While many roads can lead to a healthier America, it has become clear through the work of the AHA and other organizations committed to this goal that better health depends on building a culture that enables everyone to attain and sustain a healthy life.
Broad underpinnings
The Robert Wood Johnson Foundation defines a "culture of health" as “one in which good health and well-being flourish across geographic, demographic and social sectors; fostering healthy equitable communities guides public and private decision-making; and everyone has the opportunity to make choices that lead to healthy lifestyles.”
In an article in the November 2015 issue of Trustee's sister publication Hospitals & Health Networks, AHA board member and past chair Jonathan B. Perlin, M.D., reflects on the critical importance of partnership in achieving better health:
“Improving health, care and value are the tenets of the Triple Aim. ... This kind of transformation requires community partnership that, in turn, demands collaboration, communication and culture change. ... This important goal is impossible without working together with patients, families and many different community organizations.”
In addition to cultivating a culture of health and multisector partnerships, improving the health of our nation’s communities also requires broadening our definition of health. Multiple studies have concluded that about 80 percent of the causes of poor health are a function of multiple factors — whether they are socioeconomic, environmental, genetic or lifestyle choices.
We now understand that poverty, lack of education, violence and crime, and limited access to clean air, water and nutritious food are some of the societal factors that determine health status and outcomes. Serious efforts to create healthier communities must focus on addressing the social determinants of health to ensure that a foundation for supporting better health and well-being for Americans can be reliably sustained.
Instructive study
Building healthier communities through multisector partnerships that address factors that significantly affect health is the focus of a new AHA resource, The Leadership Role of Nonprofit Health Systems in Improving Community Health. This report discusses issues and trends increasing the momentum toward improving community health and the opportunity our nation’s health systems have to play a leadership role in reaching this goal.

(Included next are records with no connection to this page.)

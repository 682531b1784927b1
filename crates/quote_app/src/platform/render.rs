use quote_core::{AppViewModel, PhaseView};

/// Text shown for a view model: a phase header, the numbered quote list and
/// the status lines.
pub fn render(view: &AppViewModel) -> String {
    let mut out = String::new();
    let header = match view.phase {
        PhaseView::Idle => "Ready to generate",
        PhaseView::Loading => "Loading",
        PhaseView::Ready => "Quotes",
        PhaseView::Failed => "Failed",
    };
    out.push_str(&format!("== {header} ==\n"));

    for row in &view.quotes {
        let marker = if row.active { '>' } else { ' ' };
        out.push_str(&format!("{marker}{:>3}. {}\n", row.index + 1, row.text));
    }
    if let Some(status) = &view.status {
        out.push_str(status);
        out.push('\n');
    }
    if let Some(locate) = &view.locate_status {
        out.push_str(locate);
        out.push('\n');
    }
    out
}

pub fn print(view: &AppViewModel) {
    print!("{}", render(view));
}
//! Quote finder core: pure controller state machine and view-model helpers.
mod credential;
mod effect;
mod msg;
mod state;
mod update;
mod view_model;

pub use credential::ApiKey;
pub use effect::Effect;
pub use msg::Msg;
pub use state::{
    AppState, CycleId, DeliveryFailure, LocateOutcome, LocateReport, LocateToken, SessionError,
    SessionPhase,
};
pub use update::update;
pub use view_model::{AppViewModel, PhaseView, QuoteRowView};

This new AHA publication discusses how initiatives that address both improving care for patients and positively influencing the social determinants of health are becoming the focus of collaborative efforts to make communities healthier places to live — efforts in which health systems and their boards are taking a leadership role.
While many systems have devoted significant funding to address these factors, the role of hospitals and health systems often varies and includes sponsoring targeted initiatives, providing sustained backbone support for community collaboration, being an “anchor organization,” and being a partner in larger efforts to improve community health spearheaded by other organizations, such as universities, employers and the business community.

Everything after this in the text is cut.